Видя в открытую настежь балконную дверь черную ночь и далеко внизу огоньки села с русским именем Головино, я думала о том, что знаю Чуковского почти пятнадцать лет и сколько раз за эти годы уезжала из Москвы, и дальше, чем в Армению, и на более долгие сроки, но писать Корнею Ивановичу мне в голову не приходило, и разлуки с ним я не ощущала… Но стоило этому человеку пожелать приблизить меня к себе, как он сделался мне необходим, и вот уже хочется с ним делиться всем, что я вижу, всем, о чем думаю, и уже я скучаю о нем, и мне кажется, что я не видела его целую вечность.
4 октября, прилетев накануне в Москву, я позвонила в Переделкино. Подошла Анечка. Потом — он: «Дорогая Наталья Иосифовна!» — «Дорогой Корней Иванович! Как вы?» — «Жив. Письмо ваше получил». — «Простите за скверный почерк». — «Нет, ничего. Я больше люблю, когда не на машинке». — «Я к вам приеду, как всегда, в среду. В два часа». — «А-а, — сказал он, — вы поняли?»

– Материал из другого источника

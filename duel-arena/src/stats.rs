//! Statistics tracking for arena throughput

use std::sync::atomic::{AtomicU64, Ordering};
use std::sync::Arc;
use std::time::Instant;

/// Snapshot of arena traffic
#[derive(Debug, Clone)]
pub struct ArenaStats {
    /// Total bytes received from sessions
    pub input_bytes: u64,
    /// Total bytes delivered to connections
    pub output_bytes: u64,
    /// Actions that made it through persistence
    pub actions_applied: u64,
    /// State broadcasts performed
    pub broadcasts: u64,
    /// Timestamp when stats collection started
    pub start_time: Instant,
    /// Input throughput in KB/s
    pub input_kbps: f64,
    /// Output throughput in KB/s
    pub output_kbps: f64,
}

impl ArenaStats {
    /// Update throughput calculations based on elapsed time
    pub fn update_throughput(&mut self) {
        let elapsed_secs = self.start_time.elapsed().as_secs_f64();
        if elapsed_secs > 0.0 {
            self.input_kbps = (self.input_bytes as f64) / 1024.0 / elapsed_secs;
            self.output_kbps = (self.output_bytes as f64) / 1024.0 / elapsed_secs;
        }
    }
}

impl std::fmt::Display for ArenaStats {
    fn fmt(&self, f: &mut std::fmt::Formatter<'_>) -> std::fmt::Result {
        write!(
            f,
            "Input: {:.2} KB/s ({} bytes), Output: {:.2} KB/s ({} bytes), {} actions, {} broadcasts",
            self.input_kbps,
            self.input_bytes,
            self.output_kbps,
            self.output_bytes,
            self.actions_applied,
            self.broadcasts
        )
    }
}

/// Thread-safe statistics tracker
///
/// Uses atomic operations for lock-free concurrent updates
#[derive(Debug, Clone)]
pub struct StatsTracker {
    input_bytes: Arc<AtomicU64>,
    output_bytes: Arc<AtomicU64>,
    actions_applied: Arc<AtomicU64>,
    broadcasts: Arc<AtomicU64>,
    start_time: Instant,
}

impl StatsTracker {
    pub fn new() -> Self {
        Self {
            input_bytes: Arc::new(AtomicU64::new(0)),
            output_bytes: Arc::new(AtomicU64::new(0)),
            actions_applied: Arc::new(AtomicU64::new(0)),
            broadcasts: Arc::new(AtomicU64::new(0)),
            start_time: Instant::now(),
        }
    }

    pub fn add_input_bytes(&self, bytes: usize) {
        self.input_bytes.fetch_add(bytes as u64, Ordering::Relaxed);
    }

    pub fn add_output_bytes(&self, bytes: usize) {
        self.output_bytes.fetch_add(bytes as u64, Ordering::Relaxed);
    }

    pub fn count_action(&self) {
        self.actions_applied.fetch_add(1, Ordering::Relaxed);
    }

    pub fn count_broadcast(&self) {
        self.broadcasts.fetch_add(1, Ordering::Relaxed);
    }

    /// Get current statistics snapshot
    pub fn get_stats(&self) -> ArenaStats {
        let mut stats = ArenaStats {
            input_bytes: self.input_bytes.load(Ordering::Relaxed),
            output_bytes: self.output_bytes.load(Ordering::Relaxed),
            actions_applied: self.actions_applied.load(Ordering::Relaxed),
            broadcasts: self.broadcasts.load(Ordering::Relaxed),
            start_time: self.start_time,
            input_kbps: 0.0,
            output_kbps: 0.0,
        };
        stats.update_throughput();
        stats
    }

    /// Reset all counters
    pub fn reset(&self) {
        self.input_bytes.store(0, Ordering::Relaxed);
        self.output_bytes.store(0, Ordering::Relaxed);
        self.actions_applied.store(0, Ordering::Relaxed);
        self.broadcasts.store(0, Ordering::Relaxed);
    }
}

impl Default for StatsTracker {
    fn default() -> Self {
        Self::new()
    }
}
/// Error types for the duel-arena library
use thiserror::Error;

/// Result type alias for arena operations
pub type Result<T> = std::result::Result<T, ArenaError>;

/// Errors that can occur in duel-arena operations
#[derive(Debug, Clone, PartialEq, Eq, Error)]
pub enum ArenaError {
    /// Action payload matches none of the shapes the game recognizes
    #[error("Malformed action: {0}")]
    MalformedAction(String),

    /// No duel stored under this ID
    #[error("Duel not found: {0}")]
    DuelNotFound(String),

    /// Duel belongs to another game than the one addressed
    #[error("Game mismatch: expected {expected}, duel is {found}")]
    GameMismatch {
        /// Game the request was routed to
        expected: String,
        /// Game the duel was created with
        found: String,
    },

    /// Acting player does not own the current turn
    #[error("Not {0}'s turn")]
    NotYourTurn(String),

    /// Legal actor, illegal move
    #[error("Invalid action: {0}")]
    InvalidAction(String),

    /// Duel is already in its terminal state
    #[error("Duel already ended: {0}")]
    AlreadyEnded(String),

    /// Duel setup has not finished yet
    #[error("Duel not started: {0}")]
    NotStarted(String),

    /// Delivery target absent or not draining its queue
    #[error("Connection unavailable: {0}")]
    ConnectionUnavailable(String),

    /// No processor registered for this game name
    #[error("Unknown game: {0}")]
    UnknownGame(String),

    /// Player is not listed in the duel
    #[error("Player {player} is not in duel {duel}")]
    NotParticipant {
        /// Requesting player
        player: String,
        /// Target duel
        duel: String,
    },

    /// Player list or player identifier rejected
    #[error("Invalid players: {0}")]
    InvalidPlayers(String),

    /// Session message could not be decoded
    #[error("Invalid message format: {0}")]
    InvalidMessage(String),

    /// Serialization/deserialization error
    #[error("Serialization error: {0}")]
    Serialization(String),
}

impl ArenaError {
    /// Stable machine-readable code sent to clients with error messages
    pub fn code(&self) -> &'static str {
        match self {
            ArenaError::MalformedAction(_) => "MALFORMED_ACTION",
            ArenaError::DuelNotFound(_) => "DUEL_NOT_FOUND",
            ArenaError::GameMismatch { .. } => "GAME_MISMATCH",
            ArenaError::NotYourTurn(_) => "NOT_YOUR_TURN",
            ArenaError::InvalidAction(_) => "INVALID_ACTION",
            ArenaError::AlreadyEnded(_) => "ALREADY_ENDED",
            ArenaError::NotStarted(_) => "NOT_STARTED",
            ArenaError::ConnectionUnavailable(_) => "CONNECTION_UNAVAILABLE",
            ArenaError::UnknownGame(_) => "UNKNOWN_GAME",
            ArenaError::NotParticipant { .. } => "NOT_PARTICIPANT",
            ArenaError::InvalidPlayers(_) => "INVALID_PLAYERS",
            ArenaError::InvalidMessage(_) => "INVALID_MESSAGE",
            ArenaError::Serialization(_) => "SERIALIZATION",
        }
    }
}

impl From<serde_json::Error> for ArenaError {
    fn from(e: serde_json::Error) -> Self {
        ArenaError::Serialization(e.to_string())
    }
}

Я весело положила трубку. Почему он сказал: «А-а, вы поняли?» А потому, что он давно хотел, чтобы я приезжала к двум, не к пяти, и ждал, когда я это сама пойму. И меня радовало и то, что он этого хотел, и то, что я это поняла. Но главного я все же не поняла: ехать к нему надо было немедленно, не дожидаясь среды. «Кто смеет молвить: До свиданья чрез бездну двух или трех дней?» — говорил любимый Корнеем Ивановичем Тютчев…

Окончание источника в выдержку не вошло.